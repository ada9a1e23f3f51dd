// Query Builder - parameterized SQL fragments from field/value intents
//
// Values never reach the SQL text: every value becomes a bound parameter and
// the only text emitted is a column key or a caller-provided fragment, both of
// which are checked before use.
//
// Conditions are ordered slices of `(key, value)` pairs, so the rendered
// fragment order always matches the input order.

use rusqlite::types::Value;

use crate::error::{Error, Result};

/// Clause returned when no condition applies, so callers can always append
/// `WHERE <clause>`.
pub const ALWAYS_TRUE: &str = "1=1";

/// Build a `WHERE` body from `(key, value)` conditions.
///
/// - `None` and `Some(Value::Null)` are skipped (no filter), never `IS NULL`.
/// - A key present in `param_map` uses its fragment (e.g. `"t.transaction_date >= ?"`),
///   otherwise `"key = ?"`.
/// - Returns `("1=1", [])` when nothing applies.
pub fn build_where_clause(
    conditions: &[(&str, Option<Value>)],
    param_map: &[(&str, &str)],
) -> Result<(String, Vec<Value>)> {
    let mut fragments = Vec::new();
    let mut params = Vec::new();

    for (key, value) in conditions {
        let value = match value {
            Some(Value::Null) | None => continue,
            Some(value) => value,
        };

        let fragment = match lookup(param_map, key) {
            Some(custom) => {
                check_fragment(key, custom)?;
                custom.to_string()
            }
            None => {
                check_identifier(key)?;
                format!("{} = ?", key)
            }
        };

        fragments.push(fragment);
        params.push(value.clone());
    }

    if fragments.is_empty() {
        return Ok((ALWAYS_TRUE.to_string(), Vec::new()));
    }

    Ok((fragments.join(" AND "), params))
}

/// Build a `SET` body from `(key, value)` assignments.
///
/// - `None` means "omit": the column is left untouched.
/// - `Some(Value::Null)` means "clear": the column is set to NULL explicitly.
/// - Keys listed in `exclude` (e.g. the primary key) never appear.
/// - Returns `("", [])` when nothing remains; callers must treat that as a no-op.
pub fn build_update_clause(
    data: &[(&str, Option<Value>)],
    exclude: &[&str],
) -> Result<(String, Vec<Value>)> {
    let mut fragments = Vec::new();
    let mut params = Vec::new();

    for (key, value) in data {
        let Some(value) = value else { continue };
        if exclude.contains(key) {
            continue;
        }

        check_identifier(key)?;
        fragments.push(format!("{} = ?", key));
        params.push(value.clone());
    }

    Ok((fragments.join(", "), params))
}

/// Append an extra literal condition (one that takes no parameter, such as
/// `e.superseded_by IS NULL`) to a clause produced by [`build_where_clause`].
pub fn and_literal(clause: &str, literal: &str) -> String {
    if clause == ALWAYS_TRUE {
        literal.to_string()
    } else {
        format!("{} AND {}", clause, literal)
    }
}

fn lookup<'a>(param_map: &[(&str, &'a str)], key: &str) -> Option<&'a str> {
    param_map
        .iter()
        .find(|(candidate, _)| *candidate == key)
        .map(|(_, fragment)| *fragment)
}

/// Column keys are interpolated, so they must be plain (optionally qualified)
/// identifiers.
fn check_identifier(key: &str) -> Result<()> {
    if is_identifier(key) {
        Ok(())
    } else {
        Err(Error::InvalidFragment {
            key: key.to_string(),
            fragment: key.to_string(),
        })
    }
}

pub(crate) fn is_identifier(key: &str) -> bool {
    let mut chars = key.chars();
    match chars.next() {
        Some(c) if c.is_ascii_alphabetic() || c == '_' => {}
        _ => return false,
    }
    chars.all(|c| c.is_ascii_alphanumeric() || c == '_' || c == '.')
}

/// Custom fragments bind exactly one value and must end with its placeholder.
fn check_fragment(key: &str, fragment: &str) -> Result<()> {
    let placeholders = fragment.matches('?').count();
    if placeholders == 1 && fragment.trim_end().ends_with('?') {
        Ok(())
    } else {
        Err(Error::InvalidFragment {
            key: key.to_string(),
            fragment: fragment.to_string(),
        })
    }
}
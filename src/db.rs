// Database handle - connection factory, pragmas, savepoints, error mapping
//
// Every Core owns exactly one connection opened here. There is no pool and no
// process-wide connection: concurrent Cores only meet inside SQLite (WAL
// journal + busy timeout), never in application state.

use rusqlite::{ffi, Connection, ErrorCode};
use std::path::{Path, PathBuf};
use std::time::Duration;
use tracing::{debug, warn};

use crate::config::Settings;
use crate::error::{Error, Result};
use crate::schema;
use crate::session::{AtomicCore, Core};

/// How long a connection waits for another writer before giving up.
pub const BUSY_TIMEOUT: Duration = Duration::from_secs(5);

/// Location of the database file plus the policy for opening connections to it.
#[derive(Debug, Clone)]
pub struct Database {
    path: PathBuf,
}

impl Database {
    pub fn new(path: impl Into<PathBuf>) -> Self {
        Database { path: path.into() }
    }

    pub fn from_settings(settings: &Settings) -> Self {
        Self::new(settings.database_path.clone())
    }

    pub fn path(&self) -> &Path {
        &self.path
    }

    /// Open a fresh, configured connection. Creates parent directories.
    pub fn connect(&self) -> Result<Connection> {
        if let Some(parent) = self.path.parent() {
            if !parent.as_os_str().is_empty() {
                std::fs::create_dir_all(parent)?;
            }
        }

        let conn = Connection::open(&self.path)?;
        configure_connection(&conn)?;
        debug!(path = %self.path.display(), "opened database connection");
        Ok(conn)
    }

    /// Create the schema if needed and apply pending migrations.
    pub fn init(&self) -> Result<()> {
        let conn = self.connect()?;
        schema::init(&conn)
    }

    /// Core in autocommit mode: every statement commits on its own.
    pub fn core(&self) -> Result<Core> {
        Ok(Core::new(self.connect()?))
    }

    /// Core in atomic mode: one transaction until `commit`/`rollback`/drop.
    pub fn begin(&self) -> Result<AtomicCore> {
        self.core()?.begin()
    }

    /// Run `f` inside one atomic scope: `Ok` commits, `Err` rolls back.
    /// A panic inside `f` also rolls back (the scope is dropped while unwinding).
    pub fn atomic<T, E, F>(&self, f: F) -> std::result::Result<T, E>
    where
        F: FnOnce(&Core) -> std::result::Result<T, E>,
        E: From<Error>,
    {
        let scope = self.begin()?;
        match f(&*scope) {
            Ok(value) => {
                scope.commit()?;
                Ok(value)
            }
            Err(err) => {
                if let Err(rollback_err) = scope.rollback() {
                    warn!(error = %rollback_err, "rollback after failed atomic scope also failed");
                }
                Err(err)
            }
        }
    }
}

/// Pragmas every connection needs: foreign keys (payload rows must reference
/// an entity row), WAL journal, busy timeout.
pub fn configure_connection(conn: &Connection) -> Result<()> {
    conn.pragma_update(None, "foreign_keys", "ON")?;
    let mode: String =
        conn.pragma_update_and_check(None, "journal_mode", "WAL", |row| row.get(0))?;
    debug!(journal_mode = %mode, "journal mode set");
    conn.busy_timeout(BUSY_TIMEOUT)?;
    Ok(())
}

/// Private in-memory database with the full schema. Used by tests and tools
/// that need a throwaway store.
pub fn open_in_memory() -> Result<Connection> {
    let conn = Connection::open_in_memory()?;
    configure_connection(&conn)?;
    schema::init(&conn)?;
    Ok(conn)
}

// ============================================================================
// SAVEPOINTS
// ============================================================================

/// Run `f` inside a named savepoint.
///
/// Outside a transaction the savepoint opens one (so the sequence is atomic
/// in autocommit mode); inside an atomic scope it nests. On error the work
/// since the savepoint is undone and the error is returned unchanged.
pub(crate) fn with_savepoint<T, F>(conn: &Connection, name: &str, f: F) -> Result<T>
where
    F: FnOnce() -> Result<T>,
{
    conn.execute_batch(&format!("SAVEPOINT {}", name))?;

    match f() {
        Ok(value) => {
            conn.execute_batch(&format!("RELEASE SAVEPOINT {}", name))?;
            Ok(value)
        }
        Err(err) => {
            let undo = format!("ROLLBACK TO SAVEPOINT {0}; RELEASE SAVEPOINT {0}", name);
            if let Err(undo_err) = conn.execute_batch(&undo) {
                warn!(savepoint = name, error = %undo_err, "failed to roll back savepoint");
            }
            Err(err)
        }
    }
}

// ============================================================================
// CONSTRAINT MAPPING
// ============================================================================

/// Translate an insert failure into the typed taxonomy: duplicate keys become
/// `DuplicateEntity`, other integrity failures `ConstraintViolation`.
pub(crate) fn map_insert_error(err: rusqlite::Error, table: &str, id: &str) -> Error {
    if let rusqlite::Error::SqliteFailure(failure, message) = &err {
        if failure.code == ErrorCode::ConstraintViolation {
            return match failure.extended_code {
                ffi::SQLITE_CONSTRAINT_PRIMARYKEY | ffi::SQLITE_CONSTRAINT_UNIQUE => {
                    Error::DuplicateEntity { id: id.to_string() }
                }
                _ => Error::ConstraintViolation {
                    table: table.to_string(),
                    id: id.to_string(),
                    message: message.clone().unwrap_or_else(|| failure.to_string()),
                },
            };
        }
    }

    Error::Database(err)
}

-*-*-

What to produce: Go through the material above and copy each line that has the word "rolls".

Exercise result:
    /// Run `f` inside one atomic scope: `Ok` commits, `Err` rolls back.
    /// A panic inside `f` also rolls back (the scope is dropped while unwinding).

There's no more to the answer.